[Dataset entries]
───

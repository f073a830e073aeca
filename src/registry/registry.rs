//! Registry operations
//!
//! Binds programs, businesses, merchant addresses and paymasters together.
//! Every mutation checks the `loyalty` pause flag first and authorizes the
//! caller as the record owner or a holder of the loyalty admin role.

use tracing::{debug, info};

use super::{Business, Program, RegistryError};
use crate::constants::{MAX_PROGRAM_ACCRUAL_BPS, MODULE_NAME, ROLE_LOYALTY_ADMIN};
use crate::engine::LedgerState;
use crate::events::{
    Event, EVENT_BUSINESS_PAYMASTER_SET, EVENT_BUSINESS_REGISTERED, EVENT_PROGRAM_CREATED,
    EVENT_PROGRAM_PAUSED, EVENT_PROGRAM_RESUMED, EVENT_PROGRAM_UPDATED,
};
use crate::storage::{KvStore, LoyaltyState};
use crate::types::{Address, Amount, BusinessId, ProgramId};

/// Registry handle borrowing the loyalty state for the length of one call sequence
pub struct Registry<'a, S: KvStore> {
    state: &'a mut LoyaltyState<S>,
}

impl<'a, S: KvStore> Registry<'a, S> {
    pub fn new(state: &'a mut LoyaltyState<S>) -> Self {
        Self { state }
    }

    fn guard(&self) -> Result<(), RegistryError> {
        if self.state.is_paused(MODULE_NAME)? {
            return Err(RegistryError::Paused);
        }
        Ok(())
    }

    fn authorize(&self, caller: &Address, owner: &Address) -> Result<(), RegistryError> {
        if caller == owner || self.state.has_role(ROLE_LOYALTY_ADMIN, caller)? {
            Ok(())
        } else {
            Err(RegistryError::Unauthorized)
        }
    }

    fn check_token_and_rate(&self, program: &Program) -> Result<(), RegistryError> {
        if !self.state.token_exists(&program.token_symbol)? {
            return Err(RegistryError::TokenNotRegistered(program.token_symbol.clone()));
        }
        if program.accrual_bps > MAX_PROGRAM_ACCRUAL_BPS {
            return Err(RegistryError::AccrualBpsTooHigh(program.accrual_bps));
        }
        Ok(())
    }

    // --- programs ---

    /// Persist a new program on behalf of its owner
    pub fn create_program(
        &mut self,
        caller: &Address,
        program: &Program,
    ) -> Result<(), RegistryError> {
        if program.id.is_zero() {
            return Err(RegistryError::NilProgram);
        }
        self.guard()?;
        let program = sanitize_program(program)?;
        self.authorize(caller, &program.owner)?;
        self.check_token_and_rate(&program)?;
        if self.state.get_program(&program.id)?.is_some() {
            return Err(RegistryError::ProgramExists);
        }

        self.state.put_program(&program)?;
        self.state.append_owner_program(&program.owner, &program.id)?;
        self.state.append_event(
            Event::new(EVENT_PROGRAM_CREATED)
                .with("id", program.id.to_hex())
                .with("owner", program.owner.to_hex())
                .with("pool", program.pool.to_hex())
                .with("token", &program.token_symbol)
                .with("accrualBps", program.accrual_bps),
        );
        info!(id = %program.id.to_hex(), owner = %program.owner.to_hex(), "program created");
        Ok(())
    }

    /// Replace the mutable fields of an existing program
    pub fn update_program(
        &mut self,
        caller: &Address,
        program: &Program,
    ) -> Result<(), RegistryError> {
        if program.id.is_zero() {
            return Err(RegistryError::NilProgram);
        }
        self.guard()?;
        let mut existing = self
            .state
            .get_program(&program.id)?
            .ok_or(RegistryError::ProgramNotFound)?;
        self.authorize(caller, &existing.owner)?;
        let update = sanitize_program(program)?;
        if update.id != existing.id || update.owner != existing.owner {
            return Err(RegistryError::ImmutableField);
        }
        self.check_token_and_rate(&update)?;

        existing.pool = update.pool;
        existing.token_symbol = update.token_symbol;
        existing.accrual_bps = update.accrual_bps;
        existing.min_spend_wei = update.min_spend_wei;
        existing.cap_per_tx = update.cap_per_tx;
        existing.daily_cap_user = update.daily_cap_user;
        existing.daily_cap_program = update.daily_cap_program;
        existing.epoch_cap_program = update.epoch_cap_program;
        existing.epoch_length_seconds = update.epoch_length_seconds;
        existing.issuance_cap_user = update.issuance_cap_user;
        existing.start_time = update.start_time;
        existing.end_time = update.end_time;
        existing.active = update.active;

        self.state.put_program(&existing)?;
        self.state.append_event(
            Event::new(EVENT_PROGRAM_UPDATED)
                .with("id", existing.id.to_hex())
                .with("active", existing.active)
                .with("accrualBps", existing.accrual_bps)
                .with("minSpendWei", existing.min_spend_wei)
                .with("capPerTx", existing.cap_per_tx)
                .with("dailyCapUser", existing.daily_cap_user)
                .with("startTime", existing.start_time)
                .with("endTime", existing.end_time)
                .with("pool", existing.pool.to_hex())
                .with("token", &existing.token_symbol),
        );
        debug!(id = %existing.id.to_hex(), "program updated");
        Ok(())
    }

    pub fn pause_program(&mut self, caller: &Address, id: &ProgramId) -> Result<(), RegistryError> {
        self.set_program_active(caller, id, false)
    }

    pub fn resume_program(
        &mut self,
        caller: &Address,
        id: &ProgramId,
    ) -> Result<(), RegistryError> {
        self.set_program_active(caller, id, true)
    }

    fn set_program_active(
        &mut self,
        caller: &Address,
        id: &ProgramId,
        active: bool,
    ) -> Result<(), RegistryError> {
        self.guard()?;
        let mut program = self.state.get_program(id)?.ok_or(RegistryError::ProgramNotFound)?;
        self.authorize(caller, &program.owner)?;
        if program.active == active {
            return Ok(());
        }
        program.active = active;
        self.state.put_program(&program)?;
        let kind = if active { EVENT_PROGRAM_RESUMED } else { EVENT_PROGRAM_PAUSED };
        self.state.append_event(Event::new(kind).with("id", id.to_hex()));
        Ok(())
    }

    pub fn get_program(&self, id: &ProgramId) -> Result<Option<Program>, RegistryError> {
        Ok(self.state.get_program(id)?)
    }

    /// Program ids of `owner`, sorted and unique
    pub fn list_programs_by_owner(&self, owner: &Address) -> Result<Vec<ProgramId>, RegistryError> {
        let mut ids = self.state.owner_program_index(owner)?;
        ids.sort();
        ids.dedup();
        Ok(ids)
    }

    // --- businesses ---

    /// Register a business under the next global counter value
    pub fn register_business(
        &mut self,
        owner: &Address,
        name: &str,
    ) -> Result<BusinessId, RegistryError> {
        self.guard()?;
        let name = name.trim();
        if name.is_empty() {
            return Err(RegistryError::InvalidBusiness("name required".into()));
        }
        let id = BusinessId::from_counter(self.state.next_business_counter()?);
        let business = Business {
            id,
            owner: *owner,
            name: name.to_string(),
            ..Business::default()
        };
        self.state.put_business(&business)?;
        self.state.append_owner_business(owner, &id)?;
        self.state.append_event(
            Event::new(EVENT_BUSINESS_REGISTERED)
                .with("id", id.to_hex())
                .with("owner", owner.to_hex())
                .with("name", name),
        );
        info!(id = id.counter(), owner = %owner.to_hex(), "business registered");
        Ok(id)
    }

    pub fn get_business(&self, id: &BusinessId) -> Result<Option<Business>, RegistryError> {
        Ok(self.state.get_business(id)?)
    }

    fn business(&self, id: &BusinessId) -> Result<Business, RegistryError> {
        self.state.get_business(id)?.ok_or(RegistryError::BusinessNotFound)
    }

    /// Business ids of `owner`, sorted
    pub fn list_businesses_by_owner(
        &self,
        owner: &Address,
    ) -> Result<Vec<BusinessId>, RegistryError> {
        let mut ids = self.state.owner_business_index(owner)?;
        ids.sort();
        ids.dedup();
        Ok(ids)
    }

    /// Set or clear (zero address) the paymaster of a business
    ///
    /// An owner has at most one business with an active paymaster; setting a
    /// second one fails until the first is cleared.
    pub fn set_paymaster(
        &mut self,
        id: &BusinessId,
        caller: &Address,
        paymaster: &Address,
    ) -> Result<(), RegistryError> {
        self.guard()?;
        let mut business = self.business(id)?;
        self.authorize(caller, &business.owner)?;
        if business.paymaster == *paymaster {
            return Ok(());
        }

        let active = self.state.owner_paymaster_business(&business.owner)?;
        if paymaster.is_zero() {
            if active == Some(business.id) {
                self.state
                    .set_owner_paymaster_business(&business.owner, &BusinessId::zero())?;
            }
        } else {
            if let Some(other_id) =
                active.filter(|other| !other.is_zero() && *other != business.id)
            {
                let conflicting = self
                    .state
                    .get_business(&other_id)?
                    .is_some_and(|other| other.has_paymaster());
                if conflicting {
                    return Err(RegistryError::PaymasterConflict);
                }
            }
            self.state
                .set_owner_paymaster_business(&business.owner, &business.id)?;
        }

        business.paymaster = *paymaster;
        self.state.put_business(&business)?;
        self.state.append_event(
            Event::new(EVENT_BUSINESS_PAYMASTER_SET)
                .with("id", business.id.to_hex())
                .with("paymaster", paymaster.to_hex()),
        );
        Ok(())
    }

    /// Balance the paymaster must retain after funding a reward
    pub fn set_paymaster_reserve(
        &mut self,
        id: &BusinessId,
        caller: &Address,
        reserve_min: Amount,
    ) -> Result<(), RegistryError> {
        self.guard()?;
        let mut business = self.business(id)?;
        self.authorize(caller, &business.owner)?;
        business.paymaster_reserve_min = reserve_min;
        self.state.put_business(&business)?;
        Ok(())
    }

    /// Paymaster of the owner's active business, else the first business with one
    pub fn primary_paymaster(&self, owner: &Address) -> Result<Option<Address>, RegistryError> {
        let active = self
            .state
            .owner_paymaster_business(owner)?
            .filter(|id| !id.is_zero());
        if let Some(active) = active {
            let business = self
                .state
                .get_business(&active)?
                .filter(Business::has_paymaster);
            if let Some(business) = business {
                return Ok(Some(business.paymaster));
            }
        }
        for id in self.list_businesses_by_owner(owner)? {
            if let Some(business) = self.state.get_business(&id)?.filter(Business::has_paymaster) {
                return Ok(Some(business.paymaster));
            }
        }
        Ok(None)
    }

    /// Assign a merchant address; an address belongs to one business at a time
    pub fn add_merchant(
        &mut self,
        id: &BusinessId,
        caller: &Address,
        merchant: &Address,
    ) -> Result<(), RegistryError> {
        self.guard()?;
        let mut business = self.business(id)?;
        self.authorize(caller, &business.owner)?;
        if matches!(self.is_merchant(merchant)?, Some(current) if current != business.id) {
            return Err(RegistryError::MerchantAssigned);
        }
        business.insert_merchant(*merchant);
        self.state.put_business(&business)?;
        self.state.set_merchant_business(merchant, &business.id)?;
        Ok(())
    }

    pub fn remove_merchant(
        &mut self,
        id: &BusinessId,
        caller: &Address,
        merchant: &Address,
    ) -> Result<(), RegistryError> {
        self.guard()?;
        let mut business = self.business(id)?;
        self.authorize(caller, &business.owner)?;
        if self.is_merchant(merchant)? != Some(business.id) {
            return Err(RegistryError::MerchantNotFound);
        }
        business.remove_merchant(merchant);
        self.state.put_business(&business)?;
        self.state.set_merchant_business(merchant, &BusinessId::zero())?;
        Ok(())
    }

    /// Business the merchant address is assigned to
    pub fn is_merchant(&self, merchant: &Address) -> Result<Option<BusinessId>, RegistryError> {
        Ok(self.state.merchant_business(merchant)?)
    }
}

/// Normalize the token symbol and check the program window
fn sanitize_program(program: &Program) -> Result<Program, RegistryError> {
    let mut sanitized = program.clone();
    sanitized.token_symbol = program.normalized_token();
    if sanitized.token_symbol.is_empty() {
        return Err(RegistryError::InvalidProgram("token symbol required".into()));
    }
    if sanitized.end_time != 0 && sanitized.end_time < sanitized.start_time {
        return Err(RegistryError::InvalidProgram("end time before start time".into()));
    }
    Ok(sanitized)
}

───

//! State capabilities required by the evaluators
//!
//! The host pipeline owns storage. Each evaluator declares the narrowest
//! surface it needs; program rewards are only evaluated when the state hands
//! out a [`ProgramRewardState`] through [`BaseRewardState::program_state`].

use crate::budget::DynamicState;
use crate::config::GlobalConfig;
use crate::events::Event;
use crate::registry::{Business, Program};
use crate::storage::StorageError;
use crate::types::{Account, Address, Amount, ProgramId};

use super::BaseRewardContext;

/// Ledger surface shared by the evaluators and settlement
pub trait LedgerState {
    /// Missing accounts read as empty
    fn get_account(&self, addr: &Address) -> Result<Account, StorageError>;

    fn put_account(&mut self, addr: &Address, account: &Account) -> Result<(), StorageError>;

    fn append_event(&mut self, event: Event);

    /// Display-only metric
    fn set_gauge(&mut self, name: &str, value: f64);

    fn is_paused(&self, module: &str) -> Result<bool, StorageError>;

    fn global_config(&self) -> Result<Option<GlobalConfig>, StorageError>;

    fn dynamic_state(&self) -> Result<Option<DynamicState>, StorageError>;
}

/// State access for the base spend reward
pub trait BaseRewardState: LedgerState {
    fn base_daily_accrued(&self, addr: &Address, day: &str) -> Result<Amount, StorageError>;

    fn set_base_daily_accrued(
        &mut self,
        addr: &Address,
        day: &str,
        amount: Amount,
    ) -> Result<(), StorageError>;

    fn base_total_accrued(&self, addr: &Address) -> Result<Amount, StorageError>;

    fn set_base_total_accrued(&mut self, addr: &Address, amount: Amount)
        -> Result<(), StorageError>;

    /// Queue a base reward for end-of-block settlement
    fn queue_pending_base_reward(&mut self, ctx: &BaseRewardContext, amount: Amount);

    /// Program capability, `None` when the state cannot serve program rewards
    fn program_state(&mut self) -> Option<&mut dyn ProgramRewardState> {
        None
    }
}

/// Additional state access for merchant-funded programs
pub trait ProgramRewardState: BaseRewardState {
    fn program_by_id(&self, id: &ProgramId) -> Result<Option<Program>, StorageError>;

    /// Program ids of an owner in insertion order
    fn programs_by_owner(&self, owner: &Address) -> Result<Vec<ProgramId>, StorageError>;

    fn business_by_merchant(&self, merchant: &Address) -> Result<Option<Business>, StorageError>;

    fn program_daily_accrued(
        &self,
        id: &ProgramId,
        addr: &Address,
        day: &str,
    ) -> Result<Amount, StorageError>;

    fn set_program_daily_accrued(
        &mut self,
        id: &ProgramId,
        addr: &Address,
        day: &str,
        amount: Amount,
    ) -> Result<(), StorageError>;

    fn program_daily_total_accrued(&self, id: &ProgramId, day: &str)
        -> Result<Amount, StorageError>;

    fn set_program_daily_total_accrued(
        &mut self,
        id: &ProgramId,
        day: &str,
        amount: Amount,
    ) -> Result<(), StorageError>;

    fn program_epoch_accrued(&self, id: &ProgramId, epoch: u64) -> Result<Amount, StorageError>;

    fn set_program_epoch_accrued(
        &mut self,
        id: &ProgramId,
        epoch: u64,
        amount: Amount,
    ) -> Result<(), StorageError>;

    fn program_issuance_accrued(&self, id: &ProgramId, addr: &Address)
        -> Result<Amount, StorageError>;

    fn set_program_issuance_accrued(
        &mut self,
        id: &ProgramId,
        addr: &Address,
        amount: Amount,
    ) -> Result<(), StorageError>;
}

───

All that is wanted is an exact copy of the lines above from the one with "let business = self" through the one with "for id in self.list_businesses_by_owner(owner)?", with both ends included.

            let business = self
                .state
                .get_business(&active)?
                .filter(Business::has_paymaster);
            if let Some(business) = business {
                return Ok(Some(business.paymaster));
            }
        }
        for id in self.list_businesses_by_owner(owner)? {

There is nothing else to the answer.